[WORK REQUIRED] Set down exactly the lines below between the line holding "pub struct EnhancementClient" and the line holding "dropped and logged.", inclusive; no other line belongs in the answer.

Dataset entries:
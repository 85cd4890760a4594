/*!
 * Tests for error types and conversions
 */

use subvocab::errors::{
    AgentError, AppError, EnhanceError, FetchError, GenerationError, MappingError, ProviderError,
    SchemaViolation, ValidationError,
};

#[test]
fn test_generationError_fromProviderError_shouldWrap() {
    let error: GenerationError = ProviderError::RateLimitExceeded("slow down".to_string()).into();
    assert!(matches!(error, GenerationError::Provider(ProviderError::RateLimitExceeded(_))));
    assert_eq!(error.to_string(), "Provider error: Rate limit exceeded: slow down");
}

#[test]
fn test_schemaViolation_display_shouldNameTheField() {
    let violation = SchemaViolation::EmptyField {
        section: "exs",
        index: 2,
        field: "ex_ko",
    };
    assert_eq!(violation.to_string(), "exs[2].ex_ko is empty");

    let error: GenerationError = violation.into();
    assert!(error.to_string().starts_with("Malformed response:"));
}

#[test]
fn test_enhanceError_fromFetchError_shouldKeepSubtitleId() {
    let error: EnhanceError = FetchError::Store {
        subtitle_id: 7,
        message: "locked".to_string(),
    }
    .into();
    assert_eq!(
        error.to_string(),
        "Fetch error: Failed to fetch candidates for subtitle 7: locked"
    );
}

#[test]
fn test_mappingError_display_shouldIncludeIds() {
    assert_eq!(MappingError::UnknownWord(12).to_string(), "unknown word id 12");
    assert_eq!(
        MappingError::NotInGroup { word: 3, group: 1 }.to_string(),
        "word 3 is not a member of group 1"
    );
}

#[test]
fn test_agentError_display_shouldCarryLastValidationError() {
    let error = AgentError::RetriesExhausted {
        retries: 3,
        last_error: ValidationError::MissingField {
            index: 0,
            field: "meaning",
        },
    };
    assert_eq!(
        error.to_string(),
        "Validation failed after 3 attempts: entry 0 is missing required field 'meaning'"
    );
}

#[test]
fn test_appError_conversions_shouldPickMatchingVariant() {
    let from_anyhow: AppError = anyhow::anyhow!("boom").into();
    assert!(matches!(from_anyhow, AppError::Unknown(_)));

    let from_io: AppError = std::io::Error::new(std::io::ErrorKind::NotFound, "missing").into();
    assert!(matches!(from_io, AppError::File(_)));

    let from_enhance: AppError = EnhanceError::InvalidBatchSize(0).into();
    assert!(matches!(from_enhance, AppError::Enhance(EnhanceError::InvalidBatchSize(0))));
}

---

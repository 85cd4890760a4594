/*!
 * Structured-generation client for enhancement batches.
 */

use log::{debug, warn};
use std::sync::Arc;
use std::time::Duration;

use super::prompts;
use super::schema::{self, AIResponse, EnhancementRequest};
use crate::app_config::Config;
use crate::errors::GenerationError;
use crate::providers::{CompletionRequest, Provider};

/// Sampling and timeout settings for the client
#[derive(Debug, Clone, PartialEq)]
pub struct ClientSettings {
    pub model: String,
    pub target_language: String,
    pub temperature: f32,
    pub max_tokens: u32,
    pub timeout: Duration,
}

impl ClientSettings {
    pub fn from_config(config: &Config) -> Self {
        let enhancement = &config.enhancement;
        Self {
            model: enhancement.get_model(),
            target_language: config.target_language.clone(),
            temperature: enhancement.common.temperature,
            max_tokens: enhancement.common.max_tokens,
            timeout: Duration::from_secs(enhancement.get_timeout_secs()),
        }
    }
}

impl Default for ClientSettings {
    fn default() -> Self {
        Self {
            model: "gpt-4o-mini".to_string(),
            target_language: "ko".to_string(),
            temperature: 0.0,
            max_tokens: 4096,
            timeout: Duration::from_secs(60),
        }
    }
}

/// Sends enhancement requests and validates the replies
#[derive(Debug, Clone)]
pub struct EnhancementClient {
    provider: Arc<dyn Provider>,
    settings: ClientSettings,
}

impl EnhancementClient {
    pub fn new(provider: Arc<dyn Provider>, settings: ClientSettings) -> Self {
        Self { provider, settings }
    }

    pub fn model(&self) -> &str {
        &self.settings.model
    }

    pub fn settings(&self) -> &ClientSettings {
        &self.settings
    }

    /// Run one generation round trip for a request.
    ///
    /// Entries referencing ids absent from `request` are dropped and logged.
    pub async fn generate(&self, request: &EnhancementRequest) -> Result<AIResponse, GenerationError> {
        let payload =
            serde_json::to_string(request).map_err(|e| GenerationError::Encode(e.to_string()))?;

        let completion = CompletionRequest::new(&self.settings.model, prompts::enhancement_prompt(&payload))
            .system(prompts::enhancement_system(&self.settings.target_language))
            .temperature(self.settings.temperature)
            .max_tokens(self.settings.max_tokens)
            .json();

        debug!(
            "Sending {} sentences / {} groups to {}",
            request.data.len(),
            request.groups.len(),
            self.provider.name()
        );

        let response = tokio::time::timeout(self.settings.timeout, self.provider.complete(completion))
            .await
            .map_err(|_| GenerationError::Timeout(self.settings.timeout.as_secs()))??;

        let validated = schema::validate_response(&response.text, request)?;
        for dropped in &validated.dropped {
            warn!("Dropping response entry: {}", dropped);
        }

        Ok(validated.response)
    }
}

[SOLVED PROBLEM]
pub struct EnhancementClient {
    provider: Arc<dyn Provider>,
    settings: ClientSettings,
}

impl EnhancementClient {
    pub fn new(provider: Arc<dyn Provider>, settings: ClientSettings) -> Self {
        Self { provider, settings }
    }

    pub fn model(&self) -> &str {
        &self.settings.model
    }

    pub fn settings(&self) -> &ClientSettings {
        &self.settings
    }

    /// Run one generation round trip for a request.
    ///
    /// Entries referencing ids absent from `request` are dropped and logged.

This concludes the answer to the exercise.